As for the road in Egham, it has houses, side roads, pedestrians, children crossing (even though they're not supposed to), a long sweeping bend leading to a junction that invariably has a queue of stationary traffic, etc, hence why a 50 rather than 70 limit. I'm afraid I have to agree with Brett that 80 on that particular road is not sensible (although of course 80 on many other roads would be fine).


----------



## sico (Feb 6, 2003)

Hmmm, any driver who is not intuitively conscious of their approximate speed, without needing to look at the speedo, on any road in any conditions, should seriously consider some driver training. Â Whether or not it's safe to speed up depends on a lot more than it being a big road with clear vis.

Rubbish! try covering up your speedo....

------------------------

Whether or not it's safe to speed up depends on a lot more than it being a big road with clear vis.

Please elaborate


----------



## scottm (May 7, 2002)

>> you will not appear in the second picture

Even at 170mph, the highest speed I recall being tested in which the camera did take a picture, you still appear in both of them, within the limits of the white lines on the road.

>> number plate covers ...

Current number plate laws explicitly make them illegal for road use

>> catch a speeding motorist...

Agreed. Good quotation: "Measure what's important, don't make important what's easy to measure." Current camera technology (SPECS, etc) should monitor how closely one car is following another, and prosecute drivers who drive too close for their speed, rather than just speed alone.


----------



## scottm (May 7, 2002)

>> Rubbish! try covering up your speedo....
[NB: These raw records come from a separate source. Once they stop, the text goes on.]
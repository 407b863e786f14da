//! Component trait — the interface every UI panel implements.
//!
//! Design principles:
//! - Components are self-contained: they own their state and render themselves.
//! - Components receive `AppState` (read-only) for data they don't own.
//! - Components produce `Vec<Action>` — they never mutate shared state directly.
//! - The App event-loop dispatches those actions to the appropriate targets.

use ratatui::crossterm::event::{KeyEvent, MouseEvent};
use ratatui::{layout::Rect, Frame};

use crate::action::{Action, ComponentId};
use crate::app_state::AppState;

/// The trait every focusable panel implements.
pub trait Component {
    /// Which component is this?
    fn id(&self) -> ComponentId;

    /// Handle a key event. Returns actions to be dispatched.
    /// Only called when this component has focus (or for global keys).
    fn handle_key(&mut self, key: KeyEvent, state: &AppState) -> Vec<Action>;

    /// Handle a mouse event. Returns actions to be dispatched.
    fn handle_mouse(&mut self, event: MouseEvent, area: Rect, state: &AppState) -> Vec<Action>;

    /// Receive an action dispatched by the App.
    /// Components can react to actions even when not focused.
    fn on_action(&mut self, action: &Action, state: &AppState) -> Vec<Action>;

    /// Render the component into `area`.
    fn draw(&mut self, frame: &mut Frame, area: Rect, focused: bool, state: &AppState);
}
// ── App ───────────────────────────────────────────────────────────────────────

pub struct App {
    /// Shared state (passed read-only to components).
    pub state: AppState,

    /// Owns the play log and the session history; the only play entry point.
    dispatcher: Dispatcher,

    // ── Components ────────────────────────────────────────────────────────────
    header: Header,
    category_list: CategoryList,
    picker: Picker,
    help_overlay: HelpOverlay,

    focus: FocusRing,
    show_keys_bar: bool,

    /// Staged play request: drawn first, executed after. `(entry, filter label)`.
    pending_play: Option<(IndexEntry, String)>,

    should_quit: bool,
    pane_areas: PaneAreas,
    toast: ToastManager,
}
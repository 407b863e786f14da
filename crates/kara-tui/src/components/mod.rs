pub mod category_list;
pub mod header;
pub mod help_overlay;
pub mod picker;
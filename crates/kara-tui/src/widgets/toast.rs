//! Toast notification system — transient status messages.

use std::collections::VecDeque;
use std::time::{Duration, Instant};

use ratatui::{
    layout::Rect,
    style::{Modifier, Style},
    text::{Line, Span},
    widgets::{Clear, Paragraph},
    Frame,
};

use crate::theme::{C_TOAST_ERROR, C_TOAST_INFO, C_TOAST_SUCCESS, C_TOAST_WARNING};

#[derive(Debug, Clone, Copy, PartialEq)]
pub enum Severity {
    Info,
    Success,
    Warning,
    Error,
}

struct Toast {
    message: String,
    severity: Severity,
    expires: Instant,
}

pub struct ToastManager {
    toasts: VecDeque<Toast>,
    max_visible: usize,
}

impl ToastManager {
    pub fn new() -> Self {
        Self {
            toasts: VecDeque::new(),
            max_visible: 4,
        }
    }

    pub fn push(&mut self, message: impl Into<String>, severity: Severity, duration: Duration) {
        // Remove duplicates (same message)
        let msg = message.into();
        self.toasts.retain(|t| t.message != msg);
        self.toasts.push_back(Toast {
            message: msg,
            severity,
            expires: Instant::now() + duration,
        });
        while self.toasts.len() > self.max_visible * 2 {
            self.toasts.pop_front();
        }
    }

    pub fn info(&mut self, message: impl Into<String>) {
        self.push(message, Severity::Info, Duration::from_secs(3));
    }

    pub fn success(&mut self, message: impl Into<String>) {
        self.push(message, Severity::Success, Duration::from_secs(3));
    }

    pub fn warning(&mut self, message: impl Into<String>) {
        self.push(message, Severity::Warning, Duration::from_secs(4));
    }

    pub fn error(&mut self, message: impl Into<String>) {
        self.push(message, Severity::Error, Duration::from_secs(5));
    }

    /// Remove expired toasts. Call each tick.
    pub fn tick(&mut self) {
        let now = Instant::now();
        self.toasts.retain(|t| t.expires > now);
    }

    pub fn is_empty(&self) -> bool {
        self.toasts.is_empty()
    }

    /// Render toasts in the top-right corner of `area`.
    pub fn draw(&self, frame: &mut Frame, area: Rect) {
        if self.is_empty() {
            return;
        }
        let max_width = (area.width / 2).min(60).max(30);

        let mut y = area.y + 1;
        let visible: Vec<&Toast> = self.toasts.iter().rev().take(self.max_visible).collect();

        for toast in visible {
            let msg_len = toast.message.chars().count() as u16;
            let w = (msg_len + 4).min(max_width);
            let x = area.x + area.width.saturating_sub(w + 1);

            let color = match toast.severity {
                Severity::Info => C_TOAST_INFO,
                Severity::Success => C_TOAST_SUCCESS,
                Severity::Warning => C_TOAST_WARNING,
                Severity::Error => C_TOAST_ERROR,
            };

            let icon = match toast.severity {
                Severity::Info => "·",
                Severity::Success => "✓",
                Severity::Warning => "!",
                Severity::Error => "✗",
            };

            let toast_area = Rect {
                x,
                y,
                width: w,
                height: 1,
            };
            frame.render_widget(Clear, toast_area);
            let paragraph = Paragraph::new(Line::from(vec![Span::styled(
                format!(" {} {} ", icon, &toast.message),
                Style::default().fg(color).add_modifier(Modifier::BOLD),
            )]));
            frame.render_widget(paragraph, toast_area);

            y += 1;
            if y >= area.y + area.height {
                break;
            }
        }
    }
}

impl Default for ToastManager {
    fn default() -> Self {
        Self::new()
    }
}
Not at all. I did say 'approximate' and are you telling me you really have no idea whether you're doing 30 or 50 or 70 unless you look at the speedo?

>> Please elaborate

As I said before, take an advanced driving course. I don't claim to be anything better than an average driver, but my days out with Big Jon for example were very enlightening.


----------



## BreTT (Oct 30, 2002)

> No, it true 175mph and your safe the Gatso doesn't even register. Â
> 
> On the subject of the burglar vs the speeding car driver, I agree that both are guilty but I'm sorry the technology and focus being directed at the speeding motorist far outweighs the resources been targeted at said burglar. Hence frustration and initial comment.


I don't dispute that this is frustrating for the motorist with a persecution complex ( ) but if fewer motorists broke the law, the traffic police would have less to do and could be redeployed in other duties such as catching burglars etc.

However, the (traffic) police's job is to enforce the law of the land and whilst we (note the use of the word) continue to offend, it is their duty to catch and prosecute us.


----------



## tt500 (Nov 29, 2002)

I know Scott its stupid, and i got away with it and have still got my licence still. One of these days they will probably catch me out and i'll be banged up in Broadmoor as an insane TT driver!

Why is it stupid to publicise on this site how to get off from losing your licence anyway when half the posts on here talk about radar detectors (which i believe are illegal too) ???


----------



## taura (Nov 19, 2003)

> I don't dispute that this is frustrating for the motorist with a persecution complex ( ) but if fewer motorists broke the law, the traffic police would have less to do and could be redeployed in other duties such as catching burglars etc.
> 
> However, the (traffic) police's job is to enforce the law of the land and whilst we (note the use of the word) continue to offend, it is their duty to catch and prosecute us.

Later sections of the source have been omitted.